COMM. FB COUR DE CASSATION ______________________ Audience publique du 30 novembre 2022 Cassation partielle M. MOLLARD, conseiller doyen faisant fonction de président Arrêt n° 727 F-D Pourvoi n° V 21-15.489 R É P U B L I Q U E F R A N Ç A I S E _________________________ AU NOM DU PEUPLE FRANÇAIS _________________________ ARRÊT DE LA COUR DE CASSATION, CHAMBRE COMMERCIALE, FINANCIÈRE ET ÉCONOMIQUE, DU 30 NOVEMBRE 2022 La Société des autoroutes du Nord et de l'Est de la France (Sanef), société anonyme, dont le siège est [Adresse 2], a formé le pourvoi n° V 21-15.489 contre l'arrêt rendu le 24 février 2021 par la cour d'appel de Paris (pôle 5, chambre 6), dans le litige l'opposant : 1°/ à la société Bpifrance, société anonyme, dont le siège est [Adresse 1], 2°/ à la société Banque CIC Est, société anonyme, dont le siège est [Adresse 3], défenderesses à la cassation.
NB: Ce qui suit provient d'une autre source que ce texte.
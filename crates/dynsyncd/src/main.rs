// # dynsyncd - dynsync daemon
//
// Thin integration layer: reads the settings file, wires up the provider
// registry, the public IP resolver and the update engine, then runs until
// SIGTERM/SIGINT. All update logic lives in dynsync-core.
//
// ## Configuration
//
// - `DYNSYNC_CONFIG`: path to the JSON settings file (default: dynsync.json)
// - `DYNSYNC_LOG_LEVEL`: trace, debug, info, warn or error (default: info)
//
// ## Example
//
// ```bash
// export DYNSYNC_CONFIG=/etc/dynsync/dynsync.json
// export DYNSYNC_LOG_LEVEL=info
//
// dynsyncd
// ```
//
// Settings file shape:
//
// ```json
// {
//   "records": [
//     {
//       "domain": "example.com",
//       "owner": "www",
//       "provider": "cloudflare",
//       "ip_version": "ipv4",
//       "settings": {
//         "token": "...",
//         "zone_identifier": "...",
//         "ttl": 300
//       }
//     }
//   ]
// }
// ```

use anyhow::{Context, Result};
use dynsync_core::{
    ProviderRegistry, PublicIpResolver, Settings, UpdateEngine, status_report,
};
use std::env;
use std::process::ExitCode;
use std::sync::Arc;
use std::time::Duration;
use tracing::{Level, debug, error, info, warn};
use tracing_subscriber::FmtSubscriber;

#[cfg(unix)]
use tokio::signal::unix::{SignalKind, signal};

const DEFAULT_CONFIG_PATH: &str = "dynsync.json";

/// Exit codes following systemd conventions:
/// - 0: clean shutdown
/// - 1: configuration or startup error
/// - 2: runtime error
#[derive(Debug, Clone, Copy)]
enum DaemonExitCode {
    CleanShutdown = 0,
    ConfigError = 1,
    RuntimeError = 2,
}

impl From<DaemonExitCode> for ExitCode {
    fn from(code: DaemonExitCode) -> Self {
        ExitCode::from(code as u8)
    }
}

fn main() -> ExitCode {
    let log_level = env::var("DYNSYNC_LOG_LEVEL").unwrap_or_else(|_| "info".to_string());
    let log_level = match log_level.to_lowercase().as_str() {
        "trace" => Level::TRACE,
        "debug" => Level::DEBUG,
        "info" => Level::INFO,
        "warn" => Level::WARN,
        "error" => Level::ERROR,
        other => {
            eprintln!("Invalid DYNSYNC_LOG_LEVEL '{}'", other);
            return DaemonExitCode::ConfigError.into();
        }
    };

    let subscriber = FmtSubscriber::builder().with_max_level(log_level).finish();
    if let Err(e) = tracing::subscriber::set_global_default(subscriber) {
        eprintln!("Failed to set tracing subscriber: {}", e);
        return DaemonExitCode::ConfigError.into();
    }

    let settings = match load_settings() {
        Ok(settings) => settings,
        Err(e) => {
            error!("Configuration error: {:#}", e);
            return DaemonExitCode::ConfigError.into();
        }
    };

    info!(records = settings.records.len(), "starting dynsyncd");

    let rt = match tokio::runtime::Builder::new_multi_thread()
        .enable_all()
        .build()
    {
        Ok(runtime) => runtime,
        Err(e) => {
            error!("Failed to create tokio runtime: {}", e);
            return DaemonExitCode::RuntimeError.into();
        }
    };

    let result = rt.block_on(async {
        match run_daemon(settings).await {
            Ok(()) => DaemonExitCode::CleanShutdown,
            Err(e) => {
                error!("Daemon error: {:#}", e);
                DaemonExitCode::RuntimeError
            }
        }
    });

    result.into()
}

/// Read and validate the settings file
fn load_settings() -> Result<Settings> {
    let path = env::var("DYNSYNC_CONFIG").unwrap_or_else(|_| DEFAULT_CONFIG_PATH.to_string());
    let raw = std::fs::read_to_string(&path)
        .with_context(|| format!("reading settings file {}", path))?;
    let settings: Settings =
        serde_json::from_str(&raw).with_context(|| format!("parsing settings file {}", path))?;
    settings
        .validate()
        .with_context(|| format!("validating settings file {}", path))?;
    Ok(settings)
}

async fn run_daemon(settings: Settings) -> Result<()> {
    // One client for everything: provider adapters and IP sources share its
    // connection pool through cheap clones.
    let client = reqwest::Client::builder()
        .timeout(Duration::from_secs(settings.engine.update_timeout_secs))
        .build()
        .context("building HTTP client")?;

    let mut registry = ProviderRegistry::new();

    #[cfg(feature = "cloudflare")]
    registry.register(
        "cloudflare",
        Box::new(dynsync_provider_cloudflare::CloudflareFactory::new(
            client.clone(),
        )),
    );

    info!(providers = ?registry.provider_names(), "providers registered");

    let records = registry.build_records(&settings)?;
    for record in &records {
        info!(record = %record.provider().describe(), "managing record");
    }

    let resolver = Arc::new(PublicIpResolver::new(
        dynsync_ip_http::sources_from_config(&settings.resolver.ipv4_sources, &client),
        dynsync_ip_http::sources_from_config(&settings.resolver.ipv6_sources, &client),
        Duration::from_secs(settings.resolver.timeout_secs),
    ));

    let (engine, mut event_rx, _trigger) =
        UpdateEngine::new(records, resolver, &settings.engine)?;
    let engine = Arc::new(engine);

    // Event log: the engine already logs outcomes, so this stays at debug
    tokio::spawn(async move {
        while let Some(event) = event_rx.recv().await {
            debug!(?event, "engine event");
        }
    });

    // Periodic status projection, one JSON line per tick
    {
        let engine = Arc::clone(&engine);
        let period = Duration::from_secs(settings.engine.tick_interval_secs);
        tokio::spawn(async move {
            let mut interval = tokio::time::interval(period);
            interval.tick().await;
            loop {
                interval.tick().await;
                let report = status_report(engine.records(), chrono::Utc::now());
                match serde_json::to_string(&report) {
                    Ok(json) => info!(status = %json, "record status"),
                    Err(e) => warn!("status serialization failed: {}", e),
                }
            }
        });
    }

    let (shutdown_tx, shutdown_rx) = tokio::sync::oneshot::channel();
    tokio::spawn(async move {
        let name = wait_for_signal().await;
        info!(signal = name, "shutdown signal received");
        let _ = shutdown_tx.send(());
    });

    engine.run_with_shutdown(Some(shutdown_rx)).await?;
    info!("dynsyncd stopped");
    Ok(())
}

/// Wait for SIGTERM or SIGINT
#[cfg(unix)]
async fn wait_for_signal() -> &'static str {
    let mut sigterm = match signal(SignalKind::terminate()) {
        Ok(s) => s,
        Err(e) => {
            error!("Failed to set up SIGTERM handler: {}", e);
            std::future::pending::<()>().await;
            unreachable!()
        }
    };
    let mut sigint = match signal(SignalKind::interrupt()) {
        Ok(s) => s,
        Err(e) => {
            error!("Failed to set up SIGINT handler: {}", e);
            std::future::pending::<()>().await;
            unreachable!()
        }
    };

    tokio::select! {
        _ = sigterm.recv() => "SIGTERM",
        _ = sigint.recv() => "SIGINT",
    }
}

/// Ctrl-C fallback for non-Unix platforms
#[cfg(not(unix))]
async fn wait_for_signal() -> &'static str {
    let _ = tokio::signal::ctrl_c().await;
    "SIGINT"
}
La demanderesse invoque, à l'appui de son pourvoi, les deux moyens de cassation annexés au présent arrêt. Le dossier a été communiqué au procureur général. Sur le rapport de M. Gillis, conseiller référendaire, les observations de la SCP Célice, Texidor, Périer, avocat de la Société des autoroutes du Nord et de l'Est de la France (Sanef), de la SCP Jean-Philippe Caston, avocat de la société Bpifrance, de la SARL Le Prado - Gilbert, avocat de la société Banque CIC Est, après débats en l'audience publique du 11 octobre 2022 où étaient présents M. Mollard, conseiller doyen faisant fonction de président, M. Gillis, conseiller référendaire rapporteur, M. Ponsot, conseiller, et Mme Mamou, greffier de chambre, la chambre commerciale, financière et économique de la Cour de cassation, composée des président et conseillers précités, après en avoir délibéré conformément à la loi, a rendu le présent arrêt.

Faits et procédure

1. Selon l'arrêt attaqué (Paris, 24 février 2021), la Société des autoroutes du Nord et de l'Est de la France (la société Sanef) a conclu le 3 avril 2013 un marché de réfection de chaussées d'autoroute avec la société Trabet, laquelle a, le 8 avril 2013, cédé ses créances au titre de ce marché à la société Oséo financement, aux droits de laquelle est venue la société Bpifrance. 2. Le 10 mars 2014, la société Sanef a réglé une avance de 251 308,13 euros à la société Oséo financement, conformément au cahier des clauses administratives particulières de ce marché. La société Banque CIC Est (la société CIC) a souscrit un engagement de caution envers la société Sanef, en garantie du remboursement de cette avance. Par un jugement du 9 février 2015, la société Trabet a été placée en redressement judiciaire, converti le 30 avril 2015 en liquidation judiciaire. Le 19 mai 2015, la même juridiction a arrêté un plan de cession des actifs à une société tierce. 3. Après avoir tenté infructueusement d'obtenir le remboursement de l'avance forfaitaire versée, au motif que les travaux correspondant à cette avance n'avaient pas été effectués, la société Sanef a assigné la société Bpifrance ainsi que la société CIC en paiement.

Examen du moyen

Sur le premier moyen, pris en sa première branche

Enoncé du moyen

4. La société Sanef fait grief à l'arrêt de rejeter sa demande tendant à voir condamner la société Bpifrance à lui payer la somme de 251 308,13 euros, alors « que le juge doit en toutes circonstances, faire observer et observer lui-même, le principe de la contradiction ; qu'en relevant en l'espèce que "le seuil de déclenchement du remboursement de l'avance (65 %) n'a pas été atteint" pour en déduire que la société Sanef "ne pouvait exiger de la société Trabet et donc [pas] davantage du cessionnaire de la créance le remboursement de cette avance", quand la BPI se bornait à invoquer l'inopposabilité à son égard de l'arrêté de compte du 15 mai 2015, notamment parce qu'il ne lui avait pas été préalablement soumis et qu'elle n'y avait pas acquiescé et n'élevait donc aucune contestation relative au seuil de déclenchement de remboursement de l'avance, sans avoir préalablement invité les parties à présenter leurs observations sur ce moyen relevé d'office, la cour d'appel a méconnu le principe du contradictoire et a ainsi violé l'article 16 du code de procédure civile. » Réponse de la Cour

Vu

l'article 16 du code de procédure civile : 5. Aux termes de ce texte, le juge doit, en toutes circonstances, faire observer et observer lui-même le principe de la contradiction.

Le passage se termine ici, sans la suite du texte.